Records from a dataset

---------------

use std::path::PathBuf;

use crate::records::{DnsRecord, FailedRecord};

/// Everything a sweep needs from the caller.
#[derive(Debug, Clone)]
pub struct CleanupRequest {
    pub zone_name: String,
    pub target_alias: String,
    pub keep_entries: Vec<String>,
    pub dry_run: bool,
}

impl CleanupRequest {
    pub fn new(
        zone_name: String,
        target_alias: String,
        keep_entries: Vec<String>,
        dry_run: bool,
    ) -> Self {
        Self {
            zone_name,
            target_alias,
            keep_entries,
            dry_run,
        }
    }
}

/// Outcome of one sweep, dry or live.
#[derive(Debug, Clone)]
pub struct CleanupSummary {
    pub zone_id: String,
    pub zone_name: String,
    pub target_alias: String,
    pub dry_run: bool,
    pub candidates: Vec<DnsRecord>,
    pub deleted: Vec<DnsRecord>,
    pub failed: Vec<FailedRecord>,
    pub snapshot_path: Option<PathBuf>,
}

impl CleanupSummary {
    pub fn new(zone_id: String, zone_name: String, target_alias: String, dry_run: bool) -> Self {
        Self {
            zone_id,
            zone_name,
            target_alias,
            dry_run,
            candidates: Vec::new(),
            deleted: Vec::new(),
            failed: Vec::new(),
            snapshot_path: None,
        }
    }

    pub fn add_deleted(&mut self, record: DnsRecord) {
        self.deleted.push(record);
    }

    pub fn add_failed(&mut self, failure: FailedRecord) {
        self.failed.push(failure);
    }
}

#[cfg(test)]
mod tests {
    use super::*;
    use crate::records::{RecordTarget, RecordType};

    fn sample_record(name: &str) -> DnsRecord {
        DnsRecord {
            name: name.to_string(),
            record_type: RecordType::A,
            target: RecordTarget::Alias {
                dns_name: "old-lb.example.net.".to_string(),
                hosted_zone_id: "Z2FDTNDATAQYW2".to_string(),
                evaluate_target_health: false,
            },
            ttl: None,
        }
    }

    #[test]
    fn test_cleanup_request_new() {
        let request = CleanupRequest::new(
            "example.com".to_string(),
            "old-lb.example.net".to_string(),
            vec!["manage".to_string()],
            true,
        );

        assert_eq!(request.zone_name, "example.com");
        assert_eq!(request.target_alias, "old-lb.example.net");
        assert_eq!(request.keep_entries, vec!["manage".to_string()]);
        assert!(request.dry_run);
    }

    #[test]
    fn test_cleanup_summary_starts_empty() {
        let summary = CleanupSummary::new(
            "Z1D633PJN98FT9".to_string(),
            "example.com.".to_string(),
            "old-lb.example.net".to_string(),
            false,
        );

        assert!(summary.candidates.is_empty());
        assert!(summary.deleted.is_empty());
        assert!(summary.failed.is_empty());
        assert!(summary.snapshot_path.is_none());
    }

    #[test]
    fn test_cleanup_summary_accumulates() {
        let mut summary = CleanupSummary::new(
            "Z1D633PJN98FT9".to_string(),
            "example.com.".to_string(),
            "old-lb.example.net".to_string(),
            false,
        );

        let record = sample_record("www.example.com.");
        summary.add_deleted(record.clone());
        summary.add_failed(FailedRecord::new(
            &sample_record("api.example.com."),
            "throttled".to_string(),
        ));

        assert_eq!(summary.deleted.len(), 1);
        assert_eq!(summary.deleted[0].name, "www.example.com.");
        assert_eq!(summary.failed.len(), 1);
        assert_eq!(summary.failed[0].name, "api.example.com.");
        assert_eq!(summary.failed[0].message, "throttled");
    }
}
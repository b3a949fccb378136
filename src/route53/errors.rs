use aws_sdk_route53::error::{DisplayErrorContext, ProvideErrorMetadata, SdkError};

use crate::core::errors::SweepError;

#[derive(Debug, thiserror::Error)]
pub enum Route53Error {
    #[error("AWS rejected the credentials: {message}")]
    AuthFailed { message: String },

    #[error("Hosted zone '{zone}' not found")]
    ZoneNotFound { zone: String },

    #[error("Record '{name}' has unsupported type '{record_type}'")]
    UnsupportedRecord { name: String, record_type: String },

    #[error("Route 53 call '{operation}' failed: {message}")]
    ApiFailed {
        operation: &'static str,
        message: String,
    },

    #[error("Failed to build Route 53 request: {source}")]
    RequestBuild {
        #[from]
        source: aws_sdk_route53::error::BuildError,
    },
}

impl SweepError for Route53Error {
    fn error_code(&self) -> &'static str {
        match self {
            Route53Error::AuthFailed { .. } => "AWS_AUTH_FAILED",
            Route53Error::ZoneNotFound { .. } => "ZONE_NOT_FOUND",
            Route53Error::UnsupportedRecord { .. } => "UNSUPPORTED_RECORD",
            Route53Error::ApiFailed { .. } => "ROUTE53_API_FAILED",
            Route53Error::RequestBuild { .. } => "ROUTE53_REQUEST_BUILD_FAILED",
        }
    }

    fn is_user_error(&self) -> bool {
        matches!(
            self,
            Route53Error::AuthFailed { .. } | Route53Error::ZoneNotFound { .. }
        )
    }
}

/// Error codes AWS returns when the request was signed with bad, expired or
/// insufficient credentials.
const AUTH_ERROR_CODES: &[&str] = &[
    "AccessDenied",
    "AccessDeniedException",
    "ExpiredToken",
    "InvalidClientTokenId",
    "InvalidSignatureException",
    "MissingAuthenticationToken",
    "SignatureDoesNotMatch",
    "UnrecognizedClientException",
];

/// Classify an SDK failure into this module's error type.
///
/// `zone` is what the caller was working on (zone name or id); it only ends
/// up in the error when AWS reports the zone itself missing.
pub(crate) fn map_sdk_error<E, R>(
    operation: &'static str,
    zone: &str,
    err: SdkError<E, R>,
) -> Route53Error
where
    E: ProvideErrorMetadata + std::error::Error + Send + Sync + 'static,
    R: std::fmt::Debug,
{
    let code = err.code().map(str::to_owned);
    let message = format!("{}", DisplayErrorContext(&err));

    match code.as_deref() {
        Some(code) if AUTH_ERROR_CODES.contains(&code) => Route53Error::AuthFailed { message },
        Some("NoSuchHostedZone") => Route53Error::ZoneNotFound {
            zone: zone.to_string(),
        },
        _ => Route53Error::ApiFailed { operation, message },
    }
}
pub mod app;
pub mod commands;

---------------

* DESCRIPTION OF THE TASK
Where a line of the records above holds the word "SdkError", copy that line.

* SOLUTION FOR THIS TASK
use aws_sdk_route53::error::{DisplayErrorContext, ProvideErrorMetadata, SdkError};
    err: SdkError<E, R>,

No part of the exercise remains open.